(Dataset excerpts)
------------------------------------------------------------

//! Timing configuration for realistic mode.

use std::time::Duration;

/// Delays applied by mock devices in [`MockMode::Realistic`](super::MockMode).
#[derive(Debug, Clone, Copy, PartialEq, Eq, Default)]
pub struct TimingConfig {
    /// Round-trip time of one serial command
    pub communication_delay_ms: u64,
    /// Extra time after a device reset
    pub reset_delay_ms: u64,
}

impl TimingConfig {
    /// Coherent DDS at 115200 baud: a profile line is ~30 bytes, ~3 ms.
    pub fn coherent_dds() -> Self {
        Self {
            communication_delay_ms: 3,
            reset_delay_ms: 50,
        }
    }

    /// Serial round-trip as a `Duration`.
    pub fn communication_delay(&self) -> Duration {
        Duration::from_millis(self.communication_delay_ms)
    }

    /// Reset settling as a `Duration`.
    pub fn reset_delay(&self) -> Duration {
        Duration::from_millis(self.reset_delay_ms)
    }
}

#[cfg(test)]
mod tests {
    use super::*;

    #[test]
    fn test_default_is_instant() {
        assert_eq!(TimingConfig::default().communication_delay(), Duration::ZERO);
    }

    #[test]
    fn test_coherent_dds_reset_matches_firmware_wait() {
        assert_eq!(TimingConfig::coherent_dds().reset_delay(), Duration::from_millis(50));
    }
}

------------------------------------------------------------

→ **AIM OF THE TASK**
Every line that holds the word "TimingConfig" should be copied from the records above.

→ **ANSWER AREA**
pub struct TimingConfig {
impl TimingConfig {
        assert_eq!(TimingConfig::default().communication_delay(), Duration::ZERO);
        assert_eq!(TimingConfig::coherent_dds().reset_delay(), Duration::from_millis(50));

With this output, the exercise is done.